┌──
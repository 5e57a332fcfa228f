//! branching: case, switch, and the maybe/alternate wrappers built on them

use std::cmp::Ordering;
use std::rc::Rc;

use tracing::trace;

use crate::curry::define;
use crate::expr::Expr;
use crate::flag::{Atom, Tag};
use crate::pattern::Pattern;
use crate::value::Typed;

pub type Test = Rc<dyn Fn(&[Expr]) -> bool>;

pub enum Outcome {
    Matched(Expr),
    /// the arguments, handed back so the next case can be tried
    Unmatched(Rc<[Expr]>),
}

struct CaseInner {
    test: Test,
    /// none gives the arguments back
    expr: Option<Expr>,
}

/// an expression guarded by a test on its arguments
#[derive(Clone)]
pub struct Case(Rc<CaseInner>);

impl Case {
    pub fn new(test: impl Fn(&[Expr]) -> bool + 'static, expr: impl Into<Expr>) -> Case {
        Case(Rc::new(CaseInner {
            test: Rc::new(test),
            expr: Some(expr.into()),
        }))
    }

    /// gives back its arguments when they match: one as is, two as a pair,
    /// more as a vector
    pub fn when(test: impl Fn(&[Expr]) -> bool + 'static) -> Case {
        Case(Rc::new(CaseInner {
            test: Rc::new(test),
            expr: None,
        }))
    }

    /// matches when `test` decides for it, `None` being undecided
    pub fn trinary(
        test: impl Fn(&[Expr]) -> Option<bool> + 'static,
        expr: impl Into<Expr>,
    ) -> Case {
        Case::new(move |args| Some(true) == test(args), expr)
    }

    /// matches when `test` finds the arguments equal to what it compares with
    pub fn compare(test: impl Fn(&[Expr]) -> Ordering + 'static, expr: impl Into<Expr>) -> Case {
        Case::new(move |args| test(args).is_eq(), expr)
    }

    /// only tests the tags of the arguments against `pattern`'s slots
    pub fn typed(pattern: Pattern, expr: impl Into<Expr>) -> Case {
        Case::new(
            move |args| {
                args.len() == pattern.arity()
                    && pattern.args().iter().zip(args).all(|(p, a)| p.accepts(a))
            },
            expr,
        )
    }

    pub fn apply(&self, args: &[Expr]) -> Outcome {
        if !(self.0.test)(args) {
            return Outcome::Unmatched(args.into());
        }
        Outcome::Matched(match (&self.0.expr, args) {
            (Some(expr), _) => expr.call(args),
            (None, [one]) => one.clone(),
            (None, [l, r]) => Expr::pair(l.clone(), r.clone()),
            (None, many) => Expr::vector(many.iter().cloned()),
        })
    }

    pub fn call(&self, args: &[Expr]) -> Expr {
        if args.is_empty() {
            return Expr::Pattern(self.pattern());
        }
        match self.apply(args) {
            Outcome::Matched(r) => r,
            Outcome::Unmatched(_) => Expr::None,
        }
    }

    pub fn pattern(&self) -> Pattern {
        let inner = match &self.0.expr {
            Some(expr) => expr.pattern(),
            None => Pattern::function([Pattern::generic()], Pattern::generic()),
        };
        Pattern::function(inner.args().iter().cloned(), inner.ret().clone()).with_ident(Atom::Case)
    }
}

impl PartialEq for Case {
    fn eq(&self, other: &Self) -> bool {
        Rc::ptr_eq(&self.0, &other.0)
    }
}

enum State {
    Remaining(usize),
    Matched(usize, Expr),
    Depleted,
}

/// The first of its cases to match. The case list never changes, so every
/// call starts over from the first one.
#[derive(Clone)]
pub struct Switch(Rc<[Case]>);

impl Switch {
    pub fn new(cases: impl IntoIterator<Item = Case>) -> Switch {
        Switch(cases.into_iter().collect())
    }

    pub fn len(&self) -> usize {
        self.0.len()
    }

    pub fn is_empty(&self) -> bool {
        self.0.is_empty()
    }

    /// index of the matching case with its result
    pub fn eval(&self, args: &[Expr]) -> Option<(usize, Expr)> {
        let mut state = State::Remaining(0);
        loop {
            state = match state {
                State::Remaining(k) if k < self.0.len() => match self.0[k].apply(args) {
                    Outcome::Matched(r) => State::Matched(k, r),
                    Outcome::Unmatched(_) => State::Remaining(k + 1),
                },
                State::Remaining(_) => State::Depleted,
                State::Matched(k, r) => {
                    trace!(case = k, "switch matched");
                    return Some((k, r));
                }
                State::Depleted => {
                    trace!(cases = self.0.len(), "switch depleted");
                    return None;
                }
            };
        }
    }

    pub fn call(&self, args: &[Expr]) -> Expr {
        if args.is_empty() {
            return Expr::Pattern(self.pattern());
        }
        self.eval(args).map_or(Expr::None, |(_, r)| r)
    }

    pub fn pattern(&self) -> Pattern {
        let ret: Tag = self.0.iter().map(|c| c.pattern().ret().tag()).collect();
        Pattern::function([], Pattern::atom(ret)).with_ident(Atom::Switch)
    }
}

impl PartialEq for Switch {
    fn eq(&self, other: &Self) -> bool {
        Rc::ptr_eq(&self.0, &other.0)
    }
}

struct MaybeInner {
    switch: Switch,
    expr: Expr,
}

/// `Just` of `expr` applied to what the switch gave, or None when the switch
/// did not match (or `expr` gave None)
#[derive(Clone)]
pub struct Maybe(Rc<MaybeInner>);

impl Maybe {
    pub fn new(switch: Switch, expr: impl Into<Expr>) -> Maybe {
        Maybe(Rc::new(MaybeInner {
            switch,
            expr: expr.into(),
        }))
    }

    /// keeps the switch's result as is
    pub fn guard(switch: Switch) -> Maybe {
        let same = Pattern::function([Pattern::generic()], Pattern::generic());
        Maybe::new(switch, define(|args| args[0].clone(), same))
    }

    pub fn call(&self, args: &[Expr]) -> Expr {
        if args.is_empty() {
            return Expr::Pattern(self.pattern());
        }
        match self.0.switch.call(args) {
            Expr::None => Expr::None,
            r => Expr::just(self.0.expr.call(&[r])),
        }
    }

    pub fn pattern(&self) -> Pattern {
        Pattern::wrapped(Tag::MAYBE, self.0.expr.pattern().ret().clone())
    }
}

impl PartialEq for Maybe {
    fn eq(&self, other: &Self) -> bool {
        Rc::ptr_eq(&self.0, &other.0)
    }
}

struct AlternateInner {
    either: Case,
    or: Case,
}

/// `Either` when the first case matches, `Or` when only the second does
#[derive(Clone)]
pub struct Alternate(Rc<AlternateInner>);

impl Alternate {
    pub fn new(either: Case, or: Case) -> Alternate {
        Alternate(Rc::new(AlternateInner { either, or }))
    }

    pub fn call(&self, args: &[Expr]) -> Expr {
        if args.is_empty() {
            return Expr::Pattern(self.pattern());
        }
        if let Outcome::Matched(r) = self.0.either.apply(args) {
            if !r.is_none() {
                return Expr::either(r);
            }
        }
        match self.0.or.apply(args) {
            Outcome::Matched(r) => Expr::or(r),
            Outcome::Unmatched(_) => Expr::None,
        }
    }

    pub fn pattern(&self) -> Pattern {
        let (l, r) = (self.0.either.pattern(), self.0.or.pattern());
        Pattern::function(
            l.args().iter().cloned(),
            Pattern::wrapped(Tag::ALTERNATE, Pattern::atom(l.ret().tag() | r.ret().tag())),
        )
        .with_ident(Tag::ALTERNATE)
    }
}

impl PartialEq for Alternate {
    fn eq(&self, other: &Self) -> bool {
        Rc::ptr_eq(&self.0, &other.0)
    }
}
└──
┌──
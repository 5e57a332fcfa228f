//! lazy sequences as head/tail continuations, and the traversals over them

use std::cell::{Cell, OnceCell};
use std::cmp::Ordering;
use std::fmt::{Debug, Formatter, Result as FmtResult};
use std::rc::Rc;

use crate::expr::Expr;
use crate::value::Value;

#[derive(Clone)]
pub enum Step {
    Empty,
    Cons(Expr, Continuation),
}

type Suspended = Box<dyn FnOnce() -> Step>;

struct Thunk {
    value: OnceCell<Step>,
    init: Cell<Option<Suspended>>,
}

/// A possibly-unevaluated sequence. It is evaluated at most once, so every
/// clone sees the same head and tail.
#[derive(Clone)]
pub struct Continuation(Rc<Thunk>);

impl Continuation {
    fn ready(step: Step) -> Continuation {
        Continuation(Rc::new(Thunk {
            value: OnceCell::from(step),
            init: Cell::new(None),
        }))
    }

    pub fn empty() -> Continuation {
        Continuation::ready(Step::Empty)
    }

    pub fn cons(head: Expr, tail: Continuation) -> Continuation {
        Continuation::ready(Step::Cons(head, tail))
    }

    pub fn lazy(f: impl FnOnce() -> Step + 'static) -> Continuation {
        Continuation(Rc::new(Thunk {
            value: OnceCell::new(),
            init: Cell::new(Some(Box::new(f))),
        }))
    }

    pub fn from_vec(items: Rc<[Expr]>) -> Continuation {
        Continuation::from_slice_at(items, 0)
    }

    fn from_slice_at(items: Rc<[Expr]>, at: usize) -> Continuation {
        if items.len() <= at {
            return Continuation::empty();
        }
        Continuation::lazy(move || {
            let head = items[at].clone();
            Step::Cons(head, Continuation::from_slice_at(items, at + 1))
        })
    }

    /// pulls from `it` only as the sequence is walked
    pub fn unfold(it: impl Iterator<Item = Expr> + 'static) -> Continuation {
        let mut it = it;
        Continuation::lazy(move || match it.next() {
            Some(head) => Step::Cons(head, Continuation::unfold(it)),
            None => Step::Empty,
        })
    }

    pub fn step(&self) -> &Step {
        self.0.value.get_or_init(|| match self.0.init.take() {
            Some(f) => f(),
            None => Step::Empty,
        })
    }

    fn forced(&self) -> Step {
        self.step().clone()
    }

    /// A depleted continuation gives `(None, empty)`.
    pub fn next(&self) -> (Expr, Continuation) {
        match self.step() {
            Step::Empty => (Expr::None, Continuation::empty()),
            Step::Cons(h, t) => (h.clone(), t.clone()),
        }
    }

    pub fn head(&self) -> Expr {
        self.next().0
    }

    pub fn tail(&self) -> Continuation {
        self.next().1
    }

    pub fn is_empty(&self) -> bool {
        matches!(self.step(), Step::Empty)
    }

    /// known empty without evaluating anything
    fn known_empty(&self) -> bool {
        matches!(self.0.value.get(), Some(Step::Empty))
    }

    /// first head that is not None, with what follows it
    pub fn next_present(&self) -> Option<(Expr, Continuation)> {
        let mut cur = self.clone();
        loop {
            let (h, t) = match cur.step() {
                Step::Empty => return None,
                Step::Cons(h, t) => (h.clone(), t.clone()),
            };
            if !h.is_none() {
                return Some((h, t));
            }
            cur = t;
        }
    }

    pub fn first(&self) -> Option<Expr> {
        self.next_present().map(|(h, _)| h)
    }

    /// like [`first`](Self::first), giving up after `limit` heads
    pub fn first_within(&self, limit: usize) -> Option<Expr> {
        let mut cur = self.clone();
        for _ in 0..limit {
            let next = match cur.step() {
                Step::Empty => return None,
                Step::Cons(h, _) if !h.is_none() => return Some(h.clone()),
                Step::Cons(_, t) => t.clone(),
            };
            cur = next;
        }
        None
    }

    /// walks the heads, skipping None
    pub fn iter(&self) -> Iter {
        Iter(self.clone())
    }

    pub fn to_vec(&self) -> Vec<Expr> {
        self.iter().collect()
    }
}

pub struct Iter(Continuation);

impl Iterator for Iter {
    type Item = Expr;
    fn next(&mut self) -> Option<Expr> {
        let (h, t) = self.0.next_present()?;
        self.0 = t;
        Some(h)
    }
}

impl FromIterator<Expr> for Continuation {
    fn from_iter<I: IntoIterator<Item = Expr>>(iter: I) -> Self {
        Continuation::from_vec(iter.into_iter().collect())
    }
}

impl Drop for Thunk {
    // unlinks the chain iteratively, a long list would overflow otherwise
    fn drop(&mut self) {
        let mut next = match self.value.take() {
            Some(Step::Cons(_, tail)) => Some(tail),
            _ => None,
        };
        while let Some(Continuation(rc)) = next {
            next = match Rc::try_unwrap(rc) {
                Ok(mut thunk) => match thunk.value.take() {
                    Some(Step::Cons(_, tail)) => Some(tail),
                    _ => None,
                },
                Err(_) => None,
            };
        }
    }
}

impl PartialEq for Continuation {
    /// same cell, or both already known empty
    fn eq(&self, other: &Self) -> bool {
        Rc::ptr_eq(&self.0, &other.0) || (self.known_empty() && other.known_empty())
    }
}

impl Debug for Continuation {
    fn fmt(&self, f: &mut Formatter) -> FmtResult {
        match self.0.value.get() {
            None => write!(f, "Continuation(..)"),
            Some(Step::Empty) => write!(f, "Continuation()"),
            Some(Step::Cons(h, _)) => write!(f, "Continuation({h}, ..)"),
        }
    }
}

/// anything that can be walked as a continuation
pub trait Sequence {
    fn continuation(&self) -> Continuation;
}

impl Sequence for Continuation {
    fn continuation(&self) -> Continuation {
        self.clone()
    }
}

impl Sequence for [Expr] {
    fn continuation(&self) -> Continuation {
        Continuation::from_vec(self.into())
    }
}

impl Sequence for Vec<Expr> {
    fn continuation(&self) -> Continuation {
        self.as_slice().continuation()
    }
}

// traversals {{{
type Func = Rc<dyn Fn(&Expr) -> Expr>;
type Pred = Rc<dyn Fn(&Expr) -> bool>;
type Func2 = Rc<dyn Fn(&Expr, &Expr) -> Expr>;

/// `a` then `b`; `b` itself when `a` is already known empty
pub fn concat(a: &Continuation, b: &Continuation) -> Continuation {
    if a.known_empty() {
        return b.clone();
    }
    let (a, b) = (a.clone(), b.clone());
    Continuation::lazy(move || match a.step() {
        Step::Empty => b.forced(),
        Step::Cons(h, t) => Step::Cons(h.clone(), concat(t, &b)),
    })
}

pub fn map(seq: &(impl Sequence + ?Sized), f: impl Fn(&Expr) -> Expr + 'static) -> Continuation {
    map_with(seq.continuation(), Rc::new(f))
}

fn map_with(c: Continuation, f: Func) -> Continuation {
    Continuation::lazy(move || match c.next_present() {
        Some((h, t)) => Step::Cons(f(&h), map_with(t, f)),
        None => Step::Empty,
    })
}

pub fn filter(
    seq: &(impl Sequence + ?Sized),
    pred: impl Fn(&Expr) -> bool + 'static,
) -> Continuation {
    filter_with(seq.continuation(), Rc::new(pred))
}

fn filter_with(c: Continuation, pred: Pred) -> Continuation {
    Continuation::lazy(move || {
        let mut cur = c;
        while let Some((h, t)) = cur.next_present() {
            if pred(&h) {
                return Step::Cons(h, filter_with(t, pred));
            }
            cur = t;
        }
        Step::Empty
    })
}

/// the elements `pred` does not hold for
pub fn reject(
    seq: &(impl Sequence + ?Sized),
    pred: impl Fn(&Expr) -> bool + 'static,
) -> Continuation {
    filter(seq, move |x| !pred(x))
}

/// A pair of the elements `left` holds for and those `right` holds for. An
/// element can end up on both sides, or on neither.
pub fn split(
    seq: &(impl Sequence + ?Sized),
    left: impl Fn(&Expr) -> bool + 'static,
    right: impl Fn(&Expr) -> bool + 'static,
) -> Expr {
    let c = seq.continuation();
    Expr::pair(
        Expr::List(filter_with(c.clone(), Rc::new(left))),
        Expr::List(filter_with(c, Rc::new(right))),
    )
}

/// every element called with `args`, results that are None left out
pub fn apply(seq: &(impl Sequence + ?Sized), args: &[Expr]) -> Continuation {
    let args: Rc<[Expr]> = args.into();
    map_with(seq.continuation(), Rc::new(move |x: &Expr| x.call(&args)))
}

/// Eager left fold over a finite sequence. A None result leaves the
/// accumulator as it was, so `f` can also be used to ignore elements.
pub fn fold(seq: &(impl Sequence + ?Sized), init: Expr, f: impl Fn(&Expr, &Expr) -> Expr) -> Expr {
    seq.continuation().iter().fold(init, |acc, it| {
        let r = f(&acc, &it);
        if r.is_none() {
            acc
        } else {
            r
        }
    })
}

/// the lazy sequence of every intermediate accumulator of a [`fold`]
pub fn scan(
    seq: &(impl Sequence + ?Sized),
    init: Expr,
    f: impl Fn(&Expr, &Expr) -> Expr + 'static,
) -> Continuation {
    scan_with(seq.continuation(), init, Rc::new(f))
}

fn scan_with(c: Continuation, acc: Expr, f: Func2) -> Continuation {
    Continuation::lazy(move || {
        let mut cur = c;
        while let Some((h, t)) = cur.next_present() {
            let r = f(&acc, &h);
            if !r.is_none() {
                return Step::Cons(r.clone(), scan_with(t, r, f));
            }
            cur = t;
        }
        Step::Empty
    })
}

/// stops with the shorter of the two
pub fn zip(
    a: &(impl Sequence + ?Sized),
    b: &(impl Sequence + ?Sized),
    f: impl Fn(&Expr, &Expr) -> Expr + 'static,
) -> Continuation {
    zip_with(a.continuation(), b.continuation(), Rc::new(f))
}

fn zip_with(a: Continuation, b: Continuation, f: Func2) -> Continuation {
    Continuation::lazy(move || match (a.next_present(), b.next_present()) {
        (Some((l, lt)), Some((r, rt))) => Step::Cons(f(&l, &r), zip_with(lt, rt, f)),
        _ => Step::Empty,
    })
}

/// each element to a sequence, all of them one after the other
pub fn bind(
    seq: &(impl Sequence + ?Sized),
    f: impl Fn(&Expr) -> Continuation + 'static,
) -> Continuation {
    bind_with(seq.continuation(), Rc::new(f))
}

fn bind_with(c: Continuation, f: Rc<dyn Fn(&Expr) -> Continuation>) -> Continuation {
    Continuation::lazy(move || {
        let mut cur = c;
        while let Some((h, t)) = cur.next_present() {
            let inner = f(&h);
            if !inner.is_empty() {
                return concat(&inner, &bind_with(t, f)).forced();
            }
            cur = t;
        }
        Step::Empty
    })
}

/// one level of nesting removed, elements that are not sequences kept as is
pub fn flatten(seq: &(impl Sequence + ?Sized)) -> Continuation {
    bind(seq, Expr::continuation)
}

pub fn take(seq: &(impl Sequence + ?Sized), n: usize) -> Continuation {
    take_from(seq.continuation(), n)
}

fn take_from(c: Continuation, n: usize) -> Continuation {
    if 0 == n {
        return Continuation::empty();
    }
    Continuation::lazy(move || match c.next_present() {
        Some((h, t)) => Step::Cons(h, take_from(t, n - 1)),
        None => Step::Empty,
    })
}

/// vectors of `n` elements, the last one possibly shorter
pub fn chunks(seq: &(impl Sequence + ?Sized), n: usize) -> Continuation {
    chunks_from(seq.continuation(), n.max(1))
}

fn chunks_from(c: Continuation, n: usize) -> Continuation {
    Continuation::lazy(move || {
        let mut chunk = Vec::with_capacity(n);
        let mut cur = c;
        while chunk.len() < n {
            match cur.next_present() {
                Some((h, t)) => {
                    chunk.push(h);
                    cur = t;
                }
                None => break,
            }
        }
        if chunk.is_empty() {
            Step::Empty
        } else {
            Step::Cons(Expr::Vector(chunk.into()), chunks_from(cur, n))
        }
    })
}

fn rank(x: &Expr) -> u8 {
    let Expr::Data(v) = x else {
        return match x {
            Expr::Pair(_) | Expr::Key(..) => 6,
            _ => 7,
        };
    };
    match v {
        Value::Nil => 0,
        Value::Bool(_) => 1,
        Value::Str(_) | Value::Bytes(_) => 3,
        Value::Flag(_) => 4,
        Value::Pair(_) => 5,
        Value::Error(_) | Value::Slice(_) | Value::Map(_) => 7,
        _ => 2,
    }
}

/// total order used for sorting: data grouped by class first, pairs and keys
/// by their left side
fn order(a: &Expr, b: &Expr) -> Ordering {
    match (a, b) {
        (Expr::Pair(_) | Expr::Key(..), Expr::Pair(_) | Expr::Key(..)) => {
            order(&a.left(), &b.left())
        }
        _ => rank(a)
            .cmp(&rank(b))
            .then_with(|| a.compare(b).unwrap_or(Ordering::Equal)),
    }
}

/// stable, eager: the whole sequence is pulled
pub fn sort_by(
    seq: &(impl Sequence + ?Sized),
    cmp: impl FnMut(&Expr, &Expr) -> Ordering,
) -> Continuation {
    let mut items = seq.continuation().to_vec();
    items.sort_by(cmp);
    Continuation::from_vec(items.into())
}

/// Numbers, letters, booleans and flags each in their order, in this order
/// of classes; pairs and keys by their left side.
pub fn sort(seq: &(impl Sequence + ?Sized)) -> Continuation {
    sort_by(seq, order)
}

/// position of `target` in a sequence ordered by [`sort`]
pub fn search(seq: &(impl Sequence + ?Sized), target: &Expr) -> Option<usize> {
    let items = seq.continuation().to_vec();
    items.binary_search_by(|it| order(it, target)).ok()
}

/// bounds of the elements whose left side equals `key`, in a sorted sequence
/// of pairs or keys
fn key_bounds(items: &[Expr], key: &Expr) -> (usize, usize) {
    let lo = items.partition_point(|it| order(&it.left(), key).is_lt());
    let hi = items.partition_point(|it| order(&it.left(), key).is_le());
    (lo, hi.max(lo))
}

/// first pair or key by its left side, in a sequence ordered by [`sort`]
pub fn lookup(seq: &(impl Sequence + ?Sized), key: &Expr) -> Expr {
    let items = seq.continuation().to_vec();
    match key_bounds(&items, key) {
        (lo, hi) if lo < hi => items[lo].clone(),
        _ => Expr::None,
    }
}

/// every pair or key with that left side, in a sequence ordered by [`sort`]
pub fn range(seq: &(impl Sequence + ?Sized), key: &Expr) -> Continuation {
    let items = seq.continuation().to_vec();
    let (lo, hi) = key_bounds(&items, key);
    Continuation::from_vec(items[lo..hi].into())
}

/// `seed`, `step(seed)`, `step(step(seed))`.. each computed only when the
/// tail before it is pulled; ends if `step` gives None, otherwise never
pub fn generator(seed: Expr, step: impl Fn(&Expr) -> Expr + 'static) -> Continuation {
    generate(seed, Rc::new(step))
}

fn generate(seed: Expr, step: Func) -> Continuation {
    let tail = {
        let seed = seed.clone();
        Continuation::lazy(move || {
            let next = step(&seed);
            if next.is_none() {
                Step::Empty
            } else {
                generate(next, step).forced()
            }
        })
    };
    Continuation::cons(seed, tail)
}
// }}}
└──
Find every line above where the word "same" occurs, and copy that line.

        let same = Pattern::function([Pattern::generic()], Pattern::generic());
        Maybe::new(switch, define(|args| args[0].clone(), same))
/// clone sees the same head and tail.
    /// same cell, or both already known empty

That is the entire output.